2024 has seen the iron ore price go from above US$140 per tonne to around US$100 per tonne at the time of writing. This has significantly reduced the potential monthly profit generation of the business.

Trading Economics notes that data from China showed manufacturing activity contracted slightly faster in July, following a decline in June and May. Services sector growth slowed to an eight-month low. There are also concerns regarding an impending implementation of new steel rebar standards in China that "could trigger an inventory sell-off".

However, Trading Economics also reported that "China's leaders pledged to step up support measures and stabilize market confidence at a Politburo meeting this week. The meeting stressed the need to boost consumption to realize growth targets, a shift from previous focus on infrastructure projects."

Promising exposure to copper

Copper is one of the most important commodities for decarbonising and electrifying the world. It's needed for the electricity grid, electric vehicles, renewable energy generation, and more. It may eventually become the most important commodity for BHP stock.

BHP recently announced its latest investment in copper, costing BHP a total cash payment of US$2.1 billion. The ASX mining share will be a joint venture partner that will develop the copper projects within the Vicuna district.

According to Rio Tinto Ltd (ASX: RIO), global copper demand is set to grow between 1.5% and 2.5% per year. This growth comes as good copper deposits are becoming harder to find.

BHP's rising exposure to copper seems like a smart, long-term strategy.

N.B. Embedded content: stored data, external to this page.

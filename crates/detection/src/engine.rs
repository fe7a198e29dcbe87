use crate::types::{
    detection_pattern_type_for, AiProviderDetection, BusinessHours, DetectionMetadata, DetectionPattern,
    DetectorThresholds, PatternType,
};
use crate::{ai_provider, batch, data_volume, off_hours, permission_escalation, timing_variance, velocity};
use chrono::Utc;
use shadowai_connectors::types::PlatformEvent;
use tracing::warn;

use crate::types::ActivityPattern;

/// Output of one `DetectionEngine::analyze` call.
pub struct DetectionOutput {
    pub patterns: Vec<ActivityPattern>,
    /// The subset of patterns that feed the Risk Assessor's `permissionRisk`
    /// component: permission-escalation observations.
    pub indicators: Vec<ActivityPattern>,
    pub detection_metadata: DetectionMetadata,
}

/// C6 Detection Engine: fans the seven detectors of the Detector Suite
/// (C4) out over one event batch and folds their output into
/// `DetectionMetadata`.
pub struct DetectionEngine;

impl DetectionEngine {
    /// Runs every detector concurrently via `spawn_blocking` (detectors are
    /// pure, CPU-bound, synchronous functions); a detector that panics or
    /// errors contributes an empty result rather than failing the whole
    /// pipeline.
    pub async fn analyze(
        events: Vec<PlatformEvent>,
        business_hours: BusinessHours,
        thresholds: DetectorThresholds,
    ) -> DetectionOutput {
        let (velocity_res, batch_res, off_hours_res, timing_res, permission_res, data_volume_res, ai_res) = tokio::join!(
            run_isolated("velocity", {
                let events = events.clone();
                let thresholds = thresholds.clone();
                move || velocity::detect(&events, &thresholds)
            }),
            run_isolated("batch", {
                let events = events.clone();
                let thresholds = thresholds.clone();
                move || batch::detect(&events, &thresholds)
            }),
            run_isolated("off_hours", {
                let events = events.clone();
                let thresholds = thresholds.clone();
                let business_hours = business_hours.clone();
                move || off_hours::detect(&events, &thresholds, &business_hours)
            }),
            run_isolated("timing_variance", {
                let events = events.clone();
                let thresholds = thresholds.clone();
                move || timing_variance::detect(&events, &thresholds)
            }),
            run_isolated("permission_escalation", {
                let events = events.clone();
                move || permission_escalation::detect(&events)
            }),
            run_isolated("data_volume", {
                let events = events.clone();
                move || data_volume::detect(&events)
            }),
            run_isolated("ai_provider", {
                let events = events.clone();
                move || ai_provider::detect(&events)
            }),
        );

        let mut patterns = Vec::new();
        patterns.extend(velocity_res);
        patterns.extend(batch_res);
        patterns.extend(off_hours_res);
        patterns.extend(timing_res);
        patterns.extend(permission_res.clone());
        patterns.extend(data_volume_res);
        patterns.extend(ai_res);

        let indicators = permission_res;
        let detection_metadata = Self::fold_metadata(&patterns);

        DetectionOutput { patterns, indicators, detection_metadata }
    }

    /// Builds `DetectionMetadata` by picking the single highest-confidence
    /// AI-provider detection (if any) and mapping every pattern into a
    /// `DetectionPattern` via the confidence-to-severity mapping table.
    fn fold_metadata(patterns: &[ActivityPattern]) -> DetectionMetadata {
        let ai_provider = patterns
            .iter()
            .filter(|p| p.pattern_type == PatternType::ApiUsage)
            .max_by(|a, b| a.confidence.partial_cmp(&b.confidence).unwrap())
            .map(|p| AiProviderDetection {
                provider: p
                    .evidence
                    .data_points
                    .get("provider")
                    .and_then(|v| v.as_str())
                    .unwrap_or("unknown")
                    .to_string(),
                confidence: p.confidence,
                detection_methods: vec!["fingerprint_match".to_string()],
                evidence: p.evidence.description.clone(),
                model: None,
                detected_at: p.detected_at,
            });

        let detection_patterns = patterns
            .iter()
            .map(|pattern| DetectionPattern {
                pattern_type: detection_pattern_type_for(pattern.pattern_type).to_string(),
                confidence: pattern.confidence,
                severity: pattern.severity(),
                evidence: pattern.evidence.clone(),
                detected_at: pattern.detected_at,
                metadata: pattern.metadata.clone(),
            })
            .collect();

        DetectionMetadata {
            ai_provider,
            detection_patterns,
            last_updated: Utc::now(),
        }
    }
}

async fn run_isolated<F>(name: &'static str, f: F) -> Vec<ActivityPattern>
where
    F: FnOnce() -> Vec<ActivityPattern> + Send + 'static,
{
    match tokio::task::spawn_blocking(f).await {
        Ok(patterns) => patterns,
        Err(error) => {
            warn!(detector = name, %error, "detector panicked, returning empty result");
            Vec::new()
        }
    }
}

#[cfg(test)]
mod tests {
    use super::*;
    use shadowai_connectors::types::{ActionDetails, CorrelationMetadata, Platform};

    fn velocity_events() -> Vec<PlatformEvent> {
        (0..30)
            .map(|i| PlatformEvent {
                event_id: format!("e-{i}"),
                platform: Platform::Slack,
                timestamp: Utc::now() + chrono::Duration::milliseconds(i * 100),
                user_id: "u1".to_string(),
                user_email: None,
                event_type: "file_create".to_string(),
                resource_id: Some("r".to_string()),
                resource_type: Some("file".to_string()),
                action_details: ActionDetails {
                    action: "create".to_string(),
                    resource_name: None,
                    additional_metadata: Default::default(),
                },
                ip_address: None,
                correlation_metadata: CorrelationMetadata::default(),
            })
            .collect()
    }

    #[tokio::test]
    async fn analyze_maps_velocity_pattern_to_high_severity_detection_pattern() {
        let output = DetectionEngine::analyze(
            velocity_events(),
            BusinessHours::default(),
            DetectorThresholds::default(),
        )
        .await;

        assert!(!output.patterns.is_empty());
        let mapped = output
            .detection_metadata
            .detection_patterns
            .iter()
            .find(|p| p.pattern_type == "velocity")
            .expect("velocity pattern should be mapped");
        assert_eq!(mapped.severity, crate::types::Severity::High);
    }

    #[tokio::test]
    async fn analyze_on_empty_events_yields_empty_output() {
        let output = DetectionEngine::analyze(Vec::new(), BusinessHours::default(), DetectorThresholds::default()).await;
        assert!(output.patterns.is_empty());
        assert!(output.detection_metadata.ai_provider.is_none());
    }
}
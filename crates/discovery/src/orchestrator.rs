//! Discovery Orchestrator: the single-connection
//! discovery contract and its per-tenant fan-out, generalized from
//! `shadowai_core::jobs::executor`'s semaphore-bounded concurrency
//! model from arbitrary job execution to a typed connection fan-out.

use crate::connection::ConnectionRepository;
use crate::run::DiscoveryRun;
use shadowai_automations::AutomationService;
use shadowai_connectors::connector::TimeRange;
use shadowai_connectors::registry::ConnectorRegistry;
use shadowai_connectors::types::{ConnectionId, ConnectionStatus, Platform, PlatformConnection};
use shadowai_core::error::{ErrorCode, Result};
use shadowai_core::types::TenantId;
use shadowai_credentials::CredentialStore;
use shadowai_detection::{BusinessHours, DetectionEngine, DetectorThresholds};
use shadowai_learning::RlThresholdService;
use shadowai_risk::RiskAssessor;
use std::sync::Arc;
use tokio::sync::Semaphore;
use tracing::{error, info, warn};

#[derive(Debug, Clone)]
pub struct DiscoveryConfig {
    pub fan_out_concurrency: usize,
}

impl Default for DiscoveryConfig {
    fn default() -> Self {
        Self { fan_out_concurrency: 8 }
    }
}

/// Aggregate result of a tenant-wide fan-out.
#[derive(Debug, Default, Clone)]
pub struct FanOutSummary {
    pub connections_attempted: u32,
    pub connections_succeeded: u32,
    pub connections_failed: u32,
    pub automations_found: u32,
}

pub struct DiscoveryOrchestrator {
    connections: Arc<dyn ConnectionRepository>,
    connectors: ConnectorRegistry,
    credentials: Arc<CredentialStore>,
    automations: Arc<AutomationService>,
    risk: Arc<RiskAssessor>,
    rl_thresholds: Arc<RlThresholdService>,
}
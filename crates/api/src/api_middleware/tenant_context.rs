//! Tenant context middleware
//!
//! Establishes the tenant a request belongs to from a verified gateway
//! bearer token. Unlike the old subdomain/header-sniffing approach, the
//! tenant id is never trusted from client-supplied headers: it comes only
//! from the `org_id` claim of a token that passed `JwtService::verify_gateway_token`.

use axum::{
    extract::{Request, State},
    http::StatusCode,
    middleware::Next,
    response::{IntoResponse, Response},
    Json,
};
use serde_json::json;
use shadowai_core::{TenantContext, TenantId};
use tracing::{error, warn};
use uuid::Uuid;

use crate::state::AppState;

/// Verifies the `Authorization: Bearer` token and, when present and valid,
/// inserts a [`TenantContext`] into the request extensions. Requests
/// without a token or with an invalid one proceed without tenant context;
/// handlers that require one should sit behind [`require_tenant_context`].
pub async fn tenant_context_middleware(
    State(state): State<AppState>,
    mut req: Request,
    next: Next,
) -> Response {
    let token = req
        .headers()
        .get(axum::http::header::AUTHORIZATION)
        .and_then(|v| v.to_str().ok())
        .and_then(|v| v.strip_prefix("Bearer "));

    match token {
        Some(token) => match state.jwt.verify_gateway_token(token) {
            Ok(claims) => match Uuid::parse_str(&claims.org_id) {
                Ok(tenant_id) => {
                    req.extensions_mut()
                        .insert(TenantContext::new(TenantId(tenant_id)));
                    next.run(req).await
                }
                Err(_) => {
                    warn!(org_id = %claims.org_id, "gateway token carried a non-uuid org_id claim");
                    next.run(req).await
                }
            },
            Err(e) => {
                warn!(error = %e, "rejected invalid bearer token");
                next.run(req).await
            }
        },
        None => next.run(req).await,
    }
}

/// Middleware that rejects requests lacking a tenant context with 401.
pub async fn require_tenant_context(req: Request, next: Next) -> Response {
    if req.extensions().get::<TenantContext>().is_none() {
        error!("request missing required tenant context");
        return (
            StatusCode::UNAUTHORIZED,
            Json(json!({
                "error": "missing tenant context",
                "message": "This endpoint requires a valid bearer token."
            })),
        )
            .into_response();
    }

    next.run(req).await
}

/// Extract the tenant context a prior middleware stage inserted.
pub fn extract_tenant_context(req: &Request) -> Option<TenantContext> {
    req.extensions().get::<TenantContext>().cloned()
}
//! HTTP handlers for the discovery API, nested under `/api/v1`.

pub mod connections;
pub mod correlation;
pub mod discovery;
pub mod feedback;

use axum::Router;

use crate::api_middleware::tenant_context::require_tenant_context;
use crate::state::AppState;

/// Every authenticated route. All of these require a verified tenant
/// context, so the whole tree sits behind `require_tenant_context`.
pub fn routes() -> Router<AppState> {
    Router::new()
        .nest("/connections", connections::routes())
        .nest("/discovery", discovery::routes())
        .nest("/correlation", correlation::routes())
        .nest("/feedback", feedback::routes())
        .layer(axum::middleware::from_fn(require_tenant_context))
}
//! C3 Hybrid Storage: durable-first persistence with an
//! in-memory fallback when the durable backend is unreachable, reconciled
//! by a background ticker once connectivity is restored.
//!
//! Grounded on `shadowai_core::jobs::queue::RedisJobQueue`'s retry/backing
//! idioms and `shadowai_core::database::DatabasePool`'s cached-map pattern.

use async_trait::async_trait;
use dashmap::DashMap;
use shadowai_core::error::{Error, ErrorCode, Result};
use std::collections::VecDeque;
use std::hash::Hash;
use std::sync::Arc;
use tokio::sync::Mutex;
use tracing::{info, warn};

/// Extracts the dedup key Hybrid Storage uses to merge durable and
/// pending-memory views of the same logical entity` for connections).
pub trait NaturalKey {
    type Key: Eq + Hash + Clone + Send + Sync;
    fn natural_key(&self) -> Self::Key;
}

/// The durable backend a `HybridRepository<T>` writes through to. Callers
/// supply a concrete Postgres-backed implementation per entity type.
#[async_trait]
pub trait DurableWriter<T>: Send + Sync {
    async fn write(&self, item: &T) -> Result<T>;
    async fn read_all(&self) -> Result<Vec<T>>;
    /// Cheap connectivity probe used by the reconciler tick.
    async fn ping(&self) -> Result<()>;
}

#[derive(Clone)]
struct PendingItem<T> {
    item: T,
    attempts: u32,
    last_error: Option<String>,
}

/// Whether a write went straight to the durable store or fell back to
/// the in-memory pending queue.
#[derive(Debug, Clone, Copy, PartialEq, Eq)]
pub struct WriteOutcome {
    pub used_fallback: bool,
}

const MAX_PENDING: usize = 10_000;

/// Durable-first, memory-fallback wrapper around one entity's durable
/// repository. One instance is constructed per entity type that needs the
/// hybrid contract (connections today; generic over `T` so other entities
/// can reuse it).
pub struct HybridRepository<T, D>
where
    T: Clone + NaturalKey + Send + Sync + 'static,
    D: DurableWriter<T>,
{
    durable: Arc<D>,
    cache: DashMap<T::Key, T>,
    pending: Mutex<VecDeque<PendingItem<T>>>,
    reconcile_lock: Mutex<()>,
}

impl<T, D> HybridRepository<T, D>
where
    T: Clone + NaturalKey + Send + Sync + 'static,
    D: DurableWriter<T>,
{
    pub fn new(durable: Arc<D>) -> Self {
        Self {
            durable,
            cache: DashMap::new(),
            pending: Mutex::new(VecDeque::new()),
            reconcile_lock: Mutex::new(()),
        }
    }

    /// Attempts a durable write; falls back to the bounded in-memory queue
    /// on a transient/connectivity-class error rather than failing the
    /// caller.
    pub async fn write(&self, item: T) -> Result<WriteOutcome> {
        match self.durable.write(&item).await {
            Ok(canonical) => {
                self.cache.insert(canonical.natural_key(), canonical);
                Ok(WriteOutcome { used_fallback: false })
            }
            Err(error) if is_transient(&error) => {
                warn!(%error, "durable write failed, queuing for reconciliation");
                let mut pending = self.pending.lock().await;
                if pending.len() >= MAX_PENDING {
                    return Err(Error::new(
                        ErrorCode::ResourceExhausted,
                        "hybrid storage pending queue is full",
                    ));
                }
                pending.push_back(PendingItem {
                    item: item.clone(),
                    attempts: 0,
                    last_error: Some(error.message.clone()),
                });
                self.cache.insert(item.natural_key(), item);
                Ok(WriteOutcome { used_fallback: true })
            }
            Err(error) => Err(error),
        }
    }

    /// Merges durable rows with still-pending memory rows, deduplicating
    /// by natural key and preferring the durable copy.
    pub async fn read_all(&self) -> Result<Vec<T>> {
        let durable_rows = self.durable.read_all().await.unwrap_or_default();
        let mut by_key: std::collections::HashMap<T::Key, T> = std::collections::HashMap::new();
        for row in durable_rows {
            by_key.insert(row.natural_key(), row);
        }

        let pending = self.pending.lock().await;
        for pending_item in pending.iter() {
            by_key
                .entry(pending_item.item.natural_key())
                .or_insert_with(|| pending_item.item.clone());
        }

        Ok(by_key.into_values().collect())
    }

    pub fn pending_len(&self) -> usize {
        // best-effort, not hot path
        futures_count(&self.pending)
    }

    /// Probes durable connectivity; on success drains the pending queue
    /// in insertion order, deduplicating by natural key. Idempotent and
    /// guarded by a lock so overlapping ticks don't double-drain
    ///.
    pub async fn reconcile(&self) -> Result<usize> {
        let _guard = self.reconcile_lock.try_lock();
        let _guard = match _guard {
            Ok(guard) => guard,
            Err(_) => return Ok(0),
        };

        if self.durable.ping().await.is_err() {
            return Ok(0);
        }

        let mut pending = self.pending.lock().await;
        if pending.is_empty() {
            return Ok(0);
        }

        let mut seen = std::collections::HashSet::new();
        let mut drained = 0;
        let mut still_pending = VecDeque::new();

        while let Some(mut item) = pending.pop_front() {
            let key = item.item.natural_key();
            if !seen.insert(key) {
                continue; // duplicate natural key already drained this tick
            }
            match self.durable.write(&item.item).await {
                Ok(canonical) => {
                    self.cache.insert(canonical.natural_key(), canonical);
                    drained += 1;
                }
                Err(error) => {
                    item.attempts += 1;
                    item.last_error = Some(error.message.clone());
                    still_pending.push_back(item);
                }
            }
        }

        *pending = still_pending;
        info!(drained, "hybrid storage reconciler drained pending writes");
        Ok(drained)
    }
}

fn is_transient(error: &Error) -> bool {
    matches!(
        error.category(),
        shadowai_core::error::ErrorCategory::Storage | shadowai_core::error::ErrorCategory::Network
    )
}

fn futures_count<T>(mutex: &Mutex<VecDeque<T>>) -> usize {
    mutex.try_lock().map(|g| g.len()).unwrap_or(0)
}

#[cfg(test)]
mod tests {
    use super::*;
    use std::sync::atomic::{AtomicBool, Ordering};

    #[derive(Clone, Debug, PartialEq)]
    struct Conn {
        platform: String,
        platform_user_id: String,
        display_name: String,
    }

    impl NaturalKey for Conn {
        type Key = (String, String);
        fn natural_key(&self) -> Self::Key {
            (self.platform.clone(), self.platform_user_id.clone())
        }
    }

    struct FlakyDurable {
        up: AtomicBool,
        rows: Mutex<Vec<Conn>>,
    }

    #[async_trait]
    impl DurableWriter<Conn> for FlakyDurable {
        async fn write(&self, item: &Conn) -> Result<Conn> {
            if !self.up.load(Ordering::SeqCst) {
                return Err(Error::transient("database outage"));
            }
            let mut rows = self.rows.lock().await;
            rows.retain(|r| r.natural_key() != item.natural_key());
            rows.push(item.clone());
            Ok(item.clone())
        }

        async fn read_all(&self) -> Result<Vec<Conn>> {
            Ok(self.rows.lock().await.clone())
        }

        async fn ping(&self) -> Result<()> {
            if self.up.load(Ordering::SeqCst) {
                Ok(())
            } else {
                Err(Error::transient("database outage"))
            }
        }
    }

    #[tokio::test]
    async fn falls_back_to_memory_then_reconciles_on_restore() {
        let durable = Arc::new(FlakyDurable {
            up: AtomicBool::new(false),
            rows: Mutex::new(Vec::new()),
        });
        let repo = HybridRepository::new(durable.clone());

        let outcome = repo
            .write(Conn {
                platform: "slack".to_string(),
                platform_user_id: "u1".to_string(),
                display_name: "first".to_string(),
            })
            .await
            .unwrap();
        assert!(outcome.used_fallback);

        let rows = repo.read_all().await.unwrap();
        assert_eq!(rows.len(), 1);

        durable.up.store(true, Ordering::SeqCst);
        let drained = repo.reconcile().await.unwrap();
        assert_eq!(drained, 1);

        let rows = repo.read_all().await.unwrap();
        assert_eq!(rows.len(), 1);
        assert_eq!(rows[0].display_name, "first");
    }

    #[tokio::test]
    async fn direct_write_is_not_fallback_when_durable_is_up() {
        let durable = Arc::new(FlakyDurable {
            up: AtomicBool::new(true),
            rows: Mutex::new(Vec::new()),
        });
        let repo = HybridRepository::new(durable);

        let outcome = repo
            .write(Conn {
                platform: "google".to_string(),
                platform_user_id: "u2".to_string(),
                display_name: "second".to_string(),
            })
            .await
            .unwrap();
        assert!(!outcome.used_fallback);
    }
}
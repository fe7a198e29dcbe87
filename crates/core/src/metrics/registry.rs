use crate::config::MetricsConfig;
use prometheus::{Encoder, Registry, TextEncoder};
use std::sync::{Arc, Mutex};
use tracing::{info, warn};

/// Centralized Prometheus metrics registry for the platform
#[derive(Debug, Clone)]
pub struct MetricsRegistry {
    registry: Arc<Mutex<Registry>>,
    config: MetricsConfig,
}

impl MetricsRegistry {
    pub fn new(config: MetricsConfig) -> Self {
        let registry = Registry::new_custom(
            Some(config.namespace.clone()),
            None,
        ).unwrap_or_else(|_| {
            warn!("Failed to create custom registry, using default");
            Registry::new()
        });

        Self {
            registry: Arc::new(Mutex::new(registry)),
            config,
        }
    }

    pub fn register<T>(&self, collector: T) -> Result<(), prometheus::Error>
    where
        T: prometheus::core::Collector + 'static,
    {
        if let Ok(registry) = self.registry.lock() {
            registry.register(Box::new(collector))
        } else {
            Err(prometheus::Error::Msg("Failed to acquire registry lock".to_string()))
        }
    }

    pub fn gather(&self) -> Vec<prometheus::proto::MetricFamily> {
        if let Ok(registry) = self.registry.lock() {
            registry.gather()
        } else {
            Vec::new()
        }
    }

    pub fn metrics_text(&self) -> String {
        let encoder = TextEncoder::new();
        let metric_families = self.gather();
        
        let mut buffer = Vec::new();
        if let Err(e) = encoder.encode(&metric_families, &mut buffer) {
            warn!("Failed to encode metrics: {}", e);
            return String::new();
        }

        String::from_utf8(buffer).unwrap_or_else(|e| {
            warn!("Failed to convert metrics to UTF-8: {}", e);
            String::new()
        })
    }

    pub fn is_enabled(&self) -> bool {
        self.config.enabled
    }
}

/// Metrics service for HTTP endpoints
pub struct MetricsService {
    registry: MetricsRegistry,
}

impl MetricsService {
    pub fn new(registry: MetricsRegistry) -> Self {
        if registry.is_enabled() {
            info!(
                "Metrics service initialized on port {}, path: {}", 
                registry.config.port, 
                registry.config.path
            );
        }
        
        Self { registry }
    }

    pub fn get_metrics(&self) -> String {
        if !self.registry.is_enabled() {
            return "# Metrics disabled\n".to_string();
        }

        let mut response = format!(
            "# HELP shadowai_metrics_info Shadow AI platform metrics information\n# TYPE shadowai_metrics_info gauge\nshadowai_metrics_info{{version=\"{}\"}} 1\n",
            env!("CARGO_PKG_VERSION")
        );
        
        response.push_str(&self.registry.metrics_text());
        response
    }

    pub fn registry(&self) -> &MetricsRegistry {
        &self.registry
    }
}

Is this the right time to invest in BHP stock?

The lower the BHP share price goes, the better value it becomes, in my opinion.

Without a crystal ball, it's hard to know how low the BHP share price will fall. However, the lower it goes, the less we're relying on a stronger iron ore price. Of course, there's a chance the iron ore price could surprise and rebound. After all, the last few commodity price rallies weren't widely expected.

I think the copper exposure is valuable, and I hope to see BHP continue to increase its exposure for the right price.

I'd personally prefer to invest if the BHP share price were below $40 because I believe there's a fair chance the iron ore price, and therefore the miner's profit and dividend, could go lower in the next few years due to the potential for more iron ore supply from Africa (for example Simandou).

According to UBS, the business is expected to generate US$12.7 billion of net profit in FY25 and US$2.51 of earnings per share (EPS). That puts the current BHP share price at 11x FY25's estimated earnings.